Except for the direct effect of insulin resistance, there might be some other explanations for the association of TyG index and stroke recurrence in nondiabetic patients with SVO. First, TyG index has been related to hypertension, and hypertension was reported to double the risk of recurrent stroke in patients with lacunar stroke [31]. Second, insulin resistance is a key pathological process during the development of CSVD [24, 32]. Predictably, TyG index has been proved to be positively associated with a higher prevalence and burden of CSVD [9, 33,34,35,36], which was reported to predict a recurrent ischemic stroke or intracerebral hemorrhage in numerous studies [1, 37,38,39,40,41]. CSVD could make a contribution to the mechanism of increasing ischemic stroke recurrence by a higher TyG index. Third, insulin resistance is an independent predictor for development of antiplatelet drug resistance which leads to the failure of secondary stroke prevention in a large proportion of stroke patients [7, 23]. Finally, TyG index is related to other vascular risk factors such as unstable carotid plaques which might also lead to recurrent ischemic stroke [10,11,12,13].

Our study has several limitations. First, first and recurrent ischemic strokes were strictly defined according to the MRI findings. This would cause potential underestimate of stroke occurrence and recurrence, since there might be a small proportion of DWI-negative strokes and TIA. However, we performed MRI on all patients with suspected stroke to determine stroke mechanism and stroke recurrence. Because, some stroke symptoms like isolated vertigo are difficult to be distinguished from other benign diseases. MRI is indispensable under this circumstance. Moreover, infarcts sometimes occur at the same or adjacent sites with the first strokes, especially when the recurrent stroke mechanism is the same with the first one [42]. In this case, the recurrent infarcts need to be verified by DWI. Second, the annual risk of developing diabetes type 2 in people with normal glucose level is 0.7%, whereas patients with prediabetes have a yearly risk of up to 10% [43]. During the 1 year follow-up, there should be a few patients newly diagnosed as diabetes, which might cause some bias to the relationship between the TyG index and stroke recurrence in nondiabetic patients, however, we did not exclude this part of patients in the present study.
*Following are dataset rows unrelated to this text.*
use anyhow::{Context, Result};
use sqlx::postgres::PgPoolOptions;
use sqlx::PgPool;
use tracing::info;

/// Creates a PostgreSQL connection pool and brings the schema up to date.
pub async fn create_pool(database_url: &str) -> Result<PgPool> {
    info!("Connecting to PostgreSQL...");

    let pool = PgPoolOptions::new()
        .max_connections(10)
        .connect(database_url)
        .await?;

    sqlx::migrate!("./migrations")
        .run(&pool)
        .await
        .context("Failed to apply database migrations")?;

    info!("PostgreSQL connection pool established");
    Ok(pool)
}
use axum::{
    extract::{Path, Query, State},
    http::StatusCode,
    Json,
};
use serde::Deserialize;
use tracing::info;
use uuid::Uuid;

use crate::auth::Identity;
use crate::errors::AppError;
use crate::jobs::forms::{
    build_application, ensure_owner, ApplicationStatus, JobForm, JobStatus,
};
use crate::models::job::{ApplicationRow, JobRow};
use crate::state::AppState;

#[derive(Deserialize)]
pub struct JobListQuery {
    pub status: Option<JobStatus>,
    /// Only jobs posted by the caller.
    #[serde(default)]
    pub mine: bool,
}

#[derive(Deserialize)]
pub struct ApplicationStatusQuery {
    pub status: Option<ApplicationStatus>,
}

#[derive(Deserialize)]
pub struct JobStatusUpdate {
    pub status: JobStatus,
}

#[derive(Deserialize)]
pub struct ApplicationStatusUpdate {
    pub status: ApplicationStatus,
}

#[derive(Deserialize)]
pub struct ApplyRequest {
    #[serde(default)]
    pub cover_letter: String,
}

async fn fetch_job(state: &AppState, id: Uuid) -> Result<JobRow, AppError> {
    sqlx::query_as::<_, JobRow>("SELECT * FROM jobs WHERE id = $1")
        .bind(id)
        .fetch_optional(&state.db)
        .await?
        .ok_or_else(|| AppError::NotFound(format!("Job {id} not found")))
}

/// POST /api/v1/jobs
pub async fn handle_create_job(
    State(state): State<AppState>,
    identity: Identity,
    Json(form): Json<JobForm>,
) -> Result<(StatusCode, Json<JobRow>), AppError> {
    identity.require_tpo()?;
    let fields = form.parse()?;

    let job = sqlx::query_as::<_, JobRow>(
        r#"
        INSERT INTO jobs
            (id, role, company, location, job_type, salary, experience, description,
             requirements, skills, company_description, posted_by, status)
        VALUES ($1, $2, $3, $4, $5, $6, $7, $8, $9, $10, $11, $12, $13)
        RETURNING *
        "#,
    )
    .bind(Uuid::new_v4())
    .bind(&fields.role)
    .bind(&fields.company)
    .bind(&fields.location)
    .bind(&fields.job_type)
    .bind(fields.salary)
    .bind(fields.experience)
    .bind(&fields.description)
    .bind(&fields.requirements)
    .bind(&fields.skills)
    .bind(&fields.company_description)
    .bind(&identity.uid)
    .bind(JobStatus::Active.as_str())
    .fetch_one(&state.db)
    .await?;

    info!(job_id = %job.id, by = %identity.uid, "Job posted");
    Ok((StatusCode::CREATED, Json(job)))
}

async fn fetch_owned_job(
    state: &AppState,
    id: Uuid,
    identity: &Identity,
) -> Result<JobRow, AppError> {
    let job = fetch_job(state, id).await?;
    ensure_owner(&job, identity)?;
    Ok(job)
}

/// GET /api/v1/jobs?status=&mine=
pub async fn handle_list_jobs(
    State(state): State<AppState>,
    identity: Identity,
    Query(query): Query<JobListQuery>,
) -> Result<Json<Vec<JobRow>>, AppError> {
    let posted_by = query.mine.then_some(identity.uid.as_str());
    let jobs = sqlx::query_as::<_, JobRow>(
        r#"
        SELECT * FROM jobs
        WHERE ($1::TEXT IS NULL OR status = $1) AND ($2::TEXT IS NULL OR posted_by = $2)
        ORDER BY posted_at DESC
        "#,
    )
    .bind(query.status.map(JobStatus::as_str))
    .bind(posted_by)
    .fetch_all(&state.db)
    .await?;
    Ok(Json(jobs))
}

/// GET /api/v1/jobs/:id
pub async fn handle_get_job(
    State(state): State<AppState>,
    _identity: Identity,
    Path(id): Path<Uuid>,
) -> Result<Json<JobRow>, AppError> {
    Ok(Json(fetch_job(&state, id).await?))
}

/// PUT /api/v1/jobs/:id
pub async fn handle_update_job(
    State(state): State<AppState>,
    identity: Identity,
    Path(id): Path<Uuid>,
    Json(form): Json<JobForm>,
) -> Result<Json<JobRow>, AppError> {
    identity.require_tpo()?;
    let fields = form.parse()?;
    fetch_owned_job(&state, id, &identity).await?;

    let job = sqlx::query_as::<_, JobRow>(
        r#"
        UPDATE jobs SET
            role = $2, company = $3, location = $4, job_type = $5, salary = $6,
            experience = $7, description = $8, requirements = $9, skills = $10,
            company_description = $11, updated_at = NOW()
        WHERE id = $1
        RETURNING *
        "#,
    )
    .bind(id)
    .bind(&fields.role)
    .bind(&fields.company)
    .bind(&fields.location)
    .bind(&fields.job_type)
    .bind(fields.salary)
    .bind(fields.experience)
    .bind(&fields.description)
    .bind(&fields.requirements)
    .bind(&fields.skills)
    .bind(&fields.company_description)
    .fetch_optional(&state.db)
    .await?
    .ok_or_else(|| AppError::NotFound(format!("Job {id} not found")))?;

    Ok(Json(job))
}

/// PATCH /api/v1/jobs/:id/status
pub async fn handle_set_job_status(
    State(state): State<AppState>,
    identity: Identity,
    Path(id): Path<Uuid>,
    Json(req): Json<JobStatusUpdate>,
) -> Result<Json<JobRow>, AppError> {
    identity.require_tpo()?;
    fetch_owned_job(&state, id, &identity).await?;
    let job = sqlx::query_as::<_, JobRow>(
        "UPDATE jobs SET status = $2, updated_at = NOW() WHERE id = $1 RETURNING *",
    )
    .bind(id)
    .bind(req.status.as_str())
    .fetch_optional(&state.db)
    .await?
    .ok_or_else(|| AppError::NotFound(format!("Job {id} not found")))?;

    info!(job_id = %id, status = req.status.as_str(), "Job status updated");
    Ok(Json(job))
}

/// DELETE /api/v1/jobs/:id
///
/// Applications to the job are removed with it.
pub async fn handle_delete_job(
    State(state): State<AppState>,
    identity: Identity,
    Path(id): Path<Uuid>,
) -> Result<StatusCode, AppError> {
    identity.require_tpo()?;
    fetch_owned_job(&state, id, &identity).await?;
    let result = sqlx::query("DELETE FROM jobs WHERE id = $1")
        .bind(id)
        .execute(&state.db)
        .await?;
    if result.rows_affected() == 0 {
        return Err(AppError::NotFound(format!("Job {id} not found")));
    }

    info!(job_id = %id, by = %identity.uid, "Job deleted");
    Ok(StatusCode::NO_CONTENT)
}

/// POST /api/v1/jobs/:id/applications
pub async fn handle_apply(
    State(state): State<AppState>,
    identity: Identity,
    Path(id): Path<Uuid>,
    Json(req): Json<ApplyRequest>,
) -> Result<(StatusCode, Json<ApplicationRow>), AppError> {
    identity.require_student()?;
    let job = fetch_job(&state, id).await?;
    let student = state.profiles.get(&identity.uid).await?;
    let app = build_application(&job, student, req.cover_letter)?;

    let row = sqlx::query_as::<_, ApplicationRow>(
        r#"
        INSERT INTO applications
            (id, job_id, job_title, company, student_id, student_name, student_email,
             resume_url, cover_letter, status, cgpa, skills, branch)
        VALUES ($1, $2, $3, $4, $5, $6, $7, $8, $9, $10, $11, $12, $13)
        RETURNING *
        "#,
    )
    .bind(Uuid::new_v4())
    .bind(job.id)
    .bind(&app.job_title)
    .bind(&app.company)
    .bind(&app.student_id)
    .bind(&app.student_name)
    .bind(&app.student_email)
    .bind(&app.resume_url)
    .bind(&app.cover_letter)
    .bind(ApplicationStatus::Applied.as_str())
    .bind(&app.cgpa)
    .bind(&app.skills)
    .bind(&app.branch)
    .fetch_one(&state.db)
    .await?;

    info!(job_id = %id, uid = %identity.uid, "Application submitted");
    Ok((StatusCode::CREATED, Json(row)))
}

/// GET /api/v1/jobs/:id/applications
pub async fn handle_list_applications(
    State(state): State<AppState>,
    identity: Identity,
    Path(id): Path<Uuid>,
    Query(query): Query<ApplicationStatusQuery>,
) -> Result<Json<Vec<ApplicationRow>>, AppError> {
    identity.require_tpo()?;
    fetch_owned_job(&state, id, &identity).await?;

    let rows = sqlx::query_as::<_, ApplicationRow>(
        r#"
        SELECT * FROM applications
        WHERE job_id = $1 AND ($2::TEXT IS NULL OR status = $2)
        ORDER BY applied_at DESC
        "#,
    )
    .bind(id)
    .bind(query.status.map(ApplicationStatus::as_str))
    .fetch_all(&state.db)
    .await?;
    Ok(Json(rows))
}

/// PATCH /api/v1/applications/:id/status
pub async fn handle_set_application_status(
    State(state): State<AppState>,
    identity: Identity,
    Path(id): Path<Uuid>,
    Json(req): Json<ApplicationStatusUpdate>,
) -> Result<Json<ApplicationRow>, AppError> {
    identity.require_tpo()?;
    let job = sqlx::query_as::<_, JobRow>(
        "SELECT j.* FROM jobs j JOIN applications a ON a.job_id = j.id WHERE a.id = $1",
    )
    .bind(id)
    .fetch_optional(&state.db)
    .await?
    .ok_or_else(|| AppError::NotFound(format!("Application {id} not found")))?;
    ensure_owner(&job, &identity)?;

    let row = sqlx::query_as::<_, ApplicationRow>(
        "UPDATE applications SET status = $2, updated_at = NOW() WHERE id = $1 RETURNING *",
    )
    .bind(id)
    .bind(req.status.as_str())
    .fetch_optional(&state.db)
    .await?
    .ok_or_else(|| AppError::NotFound(format!("Application {id} not found")))?;

    Ok(Json(row))
}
Lastly, the determination of SVO as the stroke mechanism has always been ambiguous ever since the TOAST classification system was established, there were probably some patients with other mechanisms misdiagnosed as SVO, and vice versa.

Conclusions

In summary, our study found that the TyG index was positively and independently associated with recurrent ischemic stroke in nondiabetic patients with SVO. This finding indicates that the TyG index could be a useful biomarker in early recognition of patients at a high risk of ischemic stroke recurrence, and more attention should be paid in the secondary stroke prevention in these patients.